Analysts emphasise manufacturing sector as job creator
Bangladesh must identify potential high-employment generating industries to lessen the burden on the readymade garment and agriculture sectors, experts said yesterday.
The observation came at a discussion, “Creating Jobs for All” as part of the International Conference on People’s Empowerment and Development, organised by the foreign ministry, at Ruposhi Bangla Hotel in Dhaka.
Speaking as a keynote presenter, Syed Manzur Elahi, who served as an adviser to a former caretaker government, said it takes the whole economy to create jobs.

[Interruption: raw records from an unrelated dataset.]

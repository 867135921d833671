//! Line ranges with forward and backward addressing.
use std::fmt;

use serde::{Deserialize, Serialize};

use super::error::{RangeError, RangeKind, RangeResult};

/// Where a line falls relative to a normalized range.
#[derive(Debug, Clone, Copy, PartialEq, Eq, Hash)]
pub enum RelativePosition {
  /// The line comes before the range's first line.
  Before,
  /// The line is one of the range's lines.
  Within,
  /// The line comes after the range's last line.
  After,
}

/// A line range resolved against a concrete line count.
///
/// Both endpoints are absolute, 1-based and inclusive, with
/// `1 <= start <= end`.
#[derive(Debug, Clone, Copy, PartialEq, Eq, PartialOrd, Ord, Hash)]
pub struct NormalizedRange {
  pub start: usize,
  pub end:   usize,
}

impl NormalizedRange {
  /// Check if `line` lies within the range.
  #[must_use]
  pub const fn contains(&self, line: usize) -> bool {
    self.start <= line && line <= self.end
  }

  /// Check if the two ranges share at least one line.
  #[must_use]
  pub fn overlaps(&self, other: &Self) -> bool {
    self.start.max(other.start) <= self.end.min(other.end)
  }

  /// Number of lines covered by the range.
  #[must_use]
  pub const fn len(&self) -> usize {
    self.end - self.start + 1
  }

  /// Classify `line` relative to the range.
  #[must_use]
  pub const fn position_of(&self, line: usize) -> RelativePosition {
    if line < self.start {
      RelativePosition::Before
    } else if line > self.end {
      RelativePosition::After
    } else {
      RelativePosition::Within
    }
  }
}

impl From<NormalizedRange> for (usize, usize) {
  fn from(range: NormalizedRange) -> Self {
    (range.start, range.end)
  }
}

/// An inclusive span of lines.
///
/// Positive endpoints are 1-based line numbers counted from the first line.
/// Negative endpoints count from the end, so `-1` is the last line and `-2`
/// the one before it. Zero is never a valid endpoint.
///
/// # Examples
///
/// ```
/// use flexi_commonmark::ranges::LineRange;
///
/// let range = LineRange::new(2, -1).unwrap();
/// let normalized = range.normalize(10).unwrap();
/// assert_eq!((normalized.start, normalized.end), (2, 10));
/// ```
#[derive(Debug, Clone, Copy, PartialEq, Eq, Hash, Serialize, Deserialize)]
#[serde(try_from = "RawLineRange", into = "RawLineRange")]
pub struct LineRange {
  start: isize,
  end:   isize,
}

impl LineRange {
  /// Create a new line range.
  ///
  /// # Errors
  ///
  /// Returns an error if either endpoint is zero, or if both endpoints have
  /// the same sign and `end` precedes `start`.
  pub fn new(start: isize, end: isize) -> RangeResult<Self> {
    if start == 0 || end == 0 {
      return Err(RangeError::ZeroEndpoint { start, end });
    }
    // Mixed signs can only be compared once the line count is known.
    if (start > 0) == (end > 0) && end < start {
      return Err(RangeError::Reversed { start, end });
    }
    Ok(Self { start, end })
  }

  /// The range covering every line.
  #[must_use]
  pub const fn full() -> Self {
    Self { start: 1, end: -1 }
  }

  /// The raw start endpoint.
  #[must_use]
  pub const fn start(&self) -> isize {
    self.start
  }

  /// The raw end endpoint.
  #[must_use]
  pub const fn end(&self) -> isize {
    self.end
  }

  /// Resolve both endpoints against `num_lines` lines.
  ///
  /// # Errors
  ///
  /// Returns [`RangeError::OutOfBounds`] if the resolved range does not fit
  /// within `1..=num_lines` or ends before it starts.
  pub fn normalize(&self, num_lines: usize) -> RangeResult<NormalizedRange> {
    self.normalize_as(RangeKind::Line, num_lines)
  }

  pub(crate) fn normalize_as(
    &self,
    kind: RangeKind,
    num_lines: usize,
  ) -> RangeResult<NormalizedRange> {
    let out_of_bounds = || {
      RangeError::OutOfBounds {
        kind,
        range: self.to_string(),
        num_lines,
      }
    };

    let start = resolve(self.start, num_lines).ok_or_else(out_of_bounds)?;
    let end = match self.end {
      0 => num_lines,
      end => resolve(end, num_lines).ok_or_else(out_of_bounds)?,
    };

    if start < 1 || start > num_lines || end < start || end > num_lines {
      return Err(out_of_bounds());
    }

    Ok(NormalizedRange { start, end })
  }

  /// Classify `line` relative to this range once normalized against
  /// `num_lines`.
  ///
  /// # Errors
  ///
  /// Returns an error if the range cannot be normalized.
  pub fn relative_position(
    &self,
    line: usize,
    num_lines: usize,
  ) -> RangeResult<RelativePosition> {
    Ok(self.normalize(num_lines)?.position_of(line))
  }

  /// Check if `line` lies within this range once normalized against
  /// `num_lines`.
  ///
  /// # Errors
  ///
  /// Returns an error if the range cannot be normalized.
  pub fn contains(&self, line: usize, num_lines: usize) -> RangeResult<bool> {
    Ok(self.normalize(num_lines)?.contains(line))
  }
}

impl Default for LineRange {
  fn default() -> Self {
    Self::full()
  }
}

impl fmt::Display for LineRange {
  fn fmt(&self, f: &mut fmt::Formatter<'_>) -> fmt::Result {
    write!(f, "[{}, {}]", self.start, self.end)
  }
}

/// Resolve a nonzero endpoint to an absolute line number, `-k` mapping to
/// `num_lines - k + 1`. Returns `None` when a backward endpoint reaches past
/// the first line.
const fn resolve(value: isize, num_lines: usize) -> Option<usize> {
  if value > 0 {
    Some(value.unsigned_abs())
  } else {
    num_lines.checked_sub(value.unsigned_abs() - 1)
  }
}

#[derive(Serialize, Deserialize)]
#[serde(default)]
struct RawLineRange {
  #[serde(alias = "startLine")]
  start: isize,
  #[serde(alias = "endLine")]
  end:   isize,
}

impl Default for RawLineRange {
  fn default() -> Self {
    Self { start: 1, end: -1 }
  }
}

impl TryFrom<RawLineRange> for LineRange {
  type Error = RangeError;

  fn try_from(raw: RawLineRange) -> Result<Self, Self::Error> {
    Self::new(raw.start, raw.end)
  }
}

impl From<LineRange> for RawLineRange {
  fn from(range: LineRange) -> Self {
    Self {
      start: range.start,
      end:   range.end,
    }
  }
}
//! Markdown processing.
//!
//! # Architecture
//!
//! - [`core`]: Main processor implementation and processing pipeline
//! - [`code_block`]: Rendering of fenced code blocks with their options
//! - [`process`]: High-level processing functions
//! - [`error`]: Errors raised while rendering
//! - [`types`]: Core type definitions and configuration structures
pub mod code_block;
pub mod core;
pub mod error;
pub mod process;
pub mod types;

pub use code_block::render_code_block;
pub use error::{ProcessorError, ProcessorResult};
pub use process::{
  ProcessorPreset,
  create_processor,
  process_batch,
  process_markdown_file,
  process_markdown_string,
};
pub use types::{MarkdownOptions, MarkdownOptionsBuilder, MarkdownProcessor};

pub use self::core::ProcessorFeature;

“Regardless of size, the stage of development or even the nature of economy, the policymakers everywhere are looking to job creation as the vehicle for economic empowerment that would lead to social development, economic growth and political stability.”
He said that due rising aspirations Bangladesh will have to create better paying jobs for the 1.8 million-odd that enters the labour market a year.
“The majority of the new jobs can, and must, come from the manufacturing sector,” Elahi said, adding that Bangladesh’s export manufacturing sector has been a one-trick pony for too long.
He feels Bangladesh needs to now identify, launch and support new export sectors with job creation potential similar to RMG, and the fact that the global buyers are actively seeking alternatives to China-manufactured products should provide the impetus.
“Our own window of demographic opportunity may remain open for a maximum of three more decades, but the relocation window will certainly not be open for that long,” he said.
Elahi, chairman of the leading footwear exporter Apex Adelchi Footwear Ltd, said Bangladesh must invest in education and human resource development.
Finance Minister AMA Muhith echoed Elahi’s views about discovery of high employment-generating industries, particularly to draw in the abundance of labour that lie in rural sectors.
Muhith also stressed the need for skilled worker production and human resource development.
“The growing domestic market, however, should be given equal importance to the export sector,” he added.
Muhith said job creation is one of the priority sectors for the government as the country has a significant pool of unemployed people.
Mahabub Hossain, executive director of BRAC, said attention should be given to the youth.
“They should be given education and training so that the country can utilize their talents and they are well-equipped to deal with periods of unemployment.”
He said agriculture should not be completely dismissed as a generator of jobs, but suggested better linkage of rural areas to the markets for value addition of agricultural products.
“Microcredit, however, can create ample job opportunities and help entrepreneurs to do likewise.”
He urged the government to create a conducive environment such that the private sector can invest and create jobs. Jairam Ramesh, India’s minister for rural development, drinking water and sanitation, however, said the focus should also be on creating productive and green jobs.
“We have to look at manufacturing sector in a different way as the sector itself is becoming less labour-intensive due to the integration of new technology to the sector,” Ramesh added. HT Imam, an adviser to the government, chaired the session.